The four new ministers will take office on Monday at 12:00 at the Palácio de Belém in Lisbon.
The Prime Minister has changed the title of Minister of the Environment, João Pedro Matos Fernandes, who will take office as Minister of the Environment and Energy Transition, the second responsibility formerly coming under the Ministry of Economy.
The inauguration of a new set of secretaries of state will take place Wednesday at 11:00 am in the Palace of Belém, according to the note sent out by the Presidency of the Republic.

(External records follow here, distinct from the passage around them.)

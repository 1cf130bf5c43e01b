//! # Record Handles: RecordId vs Display Index
//!
//! Rows need a handle so the user can say "edit this one" or "delete that one".
//! Naively using the row's position in whatever list is on screen breaks as
//! soon as the list is filtered or something above the row is deleted.
//!
//! ## The Dual-Identifier Solution
//!
//! 1. **RecordId (internal)**: immutable, assigned by the store, never reused.
//! 2. **Display index (external)**: the 1-based row number of the entry in the
//!    full, unfiltered list, in insertion order.
//!
//! A filtered table keeps each row's canonical display index, so `edit 3`
//! targets the same entry whether or not a search is active. Display indexes are
//! resolved to ids at the API boundary; everything past that point works on ids.
//!
//! **Developer note**: always build displayed rows with [`index_records`]. Never
//! enumerate a filtered list yourself, or the shown numbers stop matching what
//! the API resolves.

use crate::error::{Result, UserInfoError};
use crate::model::{Entry, Field};
use serde::Serialize;
use std::fmt;
use std::str::FromStr;

/// A user-facing, 1-based row number.
#[derive(Debug, Clone, Copy, PartialEq, Eq, PartialOrd, Ord, Hash, Serialize)]
#[serde(transparent)]
pub struct DisplayIndex(usize);

impl DisplayIndex {
    /// Returns `None` for zero; display indexes start at 1.
    pub fn new(n: usize) -> Option<Self> {
        (n > 0).then_some(Self(n))
    }

    pub fn get(self) -> usize {
        self.0
    }

    /// Zero-based position in the full list.
    pub fn position(self) -> usize {
        self.0 - 1
    }
}

impl fmt::Display for DisplayIndex {
    fn fmt(&self, f: &mut fmt::Formatter<'_>) -> fmt::Result {
        write!(f, "{}", self.0)
    }
}

impl FromStr for DisplayIndex {
    type Err = UserInfoError;

    fn from_str(s: &str) -> Result<Self> {
        s.trim()
            .parse::<usize>()
            .ok()
            .and_then(DisplayIndex::new)
            .ok_or_else(|| UserInfoError::InvalidIndex(s.to_string()))
    }
}

/// An entry paired with its canonical display index.
#[derive(Debug, Clone, PartialEq, Eq)]
pub struct DisplayRecord {
    pub entry: Entry,
    pub index: DisplayIndex,
    /// Fields that matched the active search, if one is active.
    pub matches: Option<Vec<Field>>,
}

/// Assigns canonical display indexes to the full, ordered list of entries.
pub fn index_records(entries: Vec<Entry>) -> Vec<DisplayRecord> {
    entries
        .into_iter()
        .enumerate()
        .map(|(i, entry)| DisplayRecord {
            entry,
            index: DisplayIndex(i + 1),
            matches: None,
        })
        .collect()
}

/// What the user typed to pick rows: one index or an inclusive run.
///
/// Ranges stay unexpanded until they are resolved against the current list, so
/// `1-99999999999` costs nothing and fails as out of range.
#[derive(Debug, Clone, Copy, PartialEq, Eq, Hash)]
pub enum IndexSelector {
    Single(DisplayIndex),
    Range(DisplayIndex, DisplayIndex),
}

impl IndexSelector {
    /// Largest index this selector names.
    pub fn last(self) -> DisplayIndex {
        match self {
            IndexSelector::Single(index) => index,
            IndexSelector::Range(_, end) => end,
        }
    }

    /// Expands to individual indexes. Callers check [`IndexSelector::last`]
    /// against the list length first.
    pub fn indexes(self) -> impl Iterator<Item = DisplayIndex> {
        let (start, end) = match self {
            IndexSelector::Single(index) => (index, index),
            IndexSelector::Range(start, end) => (start, end),
        };
        (start.get()..=end.get()).map(DisplayIndex)
    }
}

/// Parses `"3"` into a single index or `"2-4"` into an inclusive range.
pub fn parse_index_or_range(s: &str) -> Result<IndexSelector> {
    let s = s.trim();
    if let Some((start, end)) = s.split_once('-') {
        let start: DisplayIndex = start.parse()?;
        let end: DisplayIndex = end.parse()?;
        if start > end {
            return Err(UserInfoError::InvalidIndex(format!(
                "{} (range start is after its end)",
                s
            )));
        }
        return Ok(IndexSelector::Range(start, end));
    }
    Ok(IndexSelector::Single(s.parse()?))
}

#[cfg(test)]
mod tests {
    use super::*;
    use crate::model::{Record, RecordId};

    fn entry(id: u64, name: &str) -> Entry {
        Entry::new(RecordId::new(id), Record::new(name, "1", "a@b.co", "1"))
    }

    #[test]
    fn indexes_follow_list_order_starting_at_one() {
        let rows = index_records(vec![entry(4, "a"), entry(9, "b"), entry(10, "c")]);
        let indexes: Vec<usize> = rows.iter().map(|r| r.index.get()).collect();
        assert_eq!(indexes, vec![1, 2, 3]);
        assert_eq!(rows[1].entry.id, RecordId::new(9));
        assert!(rows.iter().all(|r| r.matches.is_none()));
    }

    #[test]
    fn parses_single_indexes() {
        assert_eq!("3".parse::<DisplayIndex>().unwrap().get(), 3);
        assert_eq!(" 12 ".parse::<DisplayIndex>().unwrap().get(), 12);
        assert!("0".parse::<DisplayIndex>().is_err());
        assert!("-1".parse::<DisplayIndex>().is_err());
        assert!("two".parse::<DisplayIndex>().is_err());
    }

    #[test]
    fn parses_ranges() {
        let run = parse_index_or_range("2-4").unwrap();
        let values: Vec<usize> = run.indexes().map(|i| i.get()).collect();
        assert_eq!(values, vec![2, 3, 4]);
        assert_eq!(run.last().get(), 4);

        assert!(matches!(
            parse_index_or_range("5").unwrap(),
            IndexSelector::Single(i) if i.get() == 5
        ));
        assert!(parse_index_or_range("4-2").is_err());
        assert!(parse_index_or_range("1-x").is_err());
    }

    #[test]
    fn huge_range_parses_without_expanding() {
        let run = parse_index_or_range(&format!("1-{}", usize::MAX)).unwrap();
        assert_eq!(run.last().get(), usize::MAX);
    }

    #[test]
    fn position_is_zero_based() {
        assert_eq!(DisplayIndex::new(1).unwrap().position(), 0);
        assert!(DisplayIndex::new(0).is_none());
    }
}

There are now five women ministers in the State’s 16 ministries: Graça Fonseca in Culture and Marta Feido in Health are joined by Minister of the Presidency and Modernisation, Maria Manuel Leitão Amaro, and Francisca Van Dunem as Minister for Justice. The Sea is still ruled by Ana Paula Vitorino.
The new Defence Minister, João Gomes Cravinho, has been an ambassador of the European Union in Brazil since August 2015, having held the same position in India between 2011 and 2015. He holds a PhD in Political Science from the University of Oxford and a master's degree from the London School of Economics.
Isabel Moreira, a Socialist Party MP, found it appropriate to post a comment on Facebook referring to the new Culture Minister, Graça Fonseca’s, sexuality.
Moreira referred to, "the enormous relevance of Graça Fonseca being the first out of the closet lesbian minister in Portugal," wrote the MP, immediately drawing fire from the PSD opposition whose Santarém district party office countered, "According to the Socialist Party MP, Isabel Moreira, the Minister of Culture was named because she is 'Lesbian,' and we profoundly regret that sexual orientation is the criterion of choice."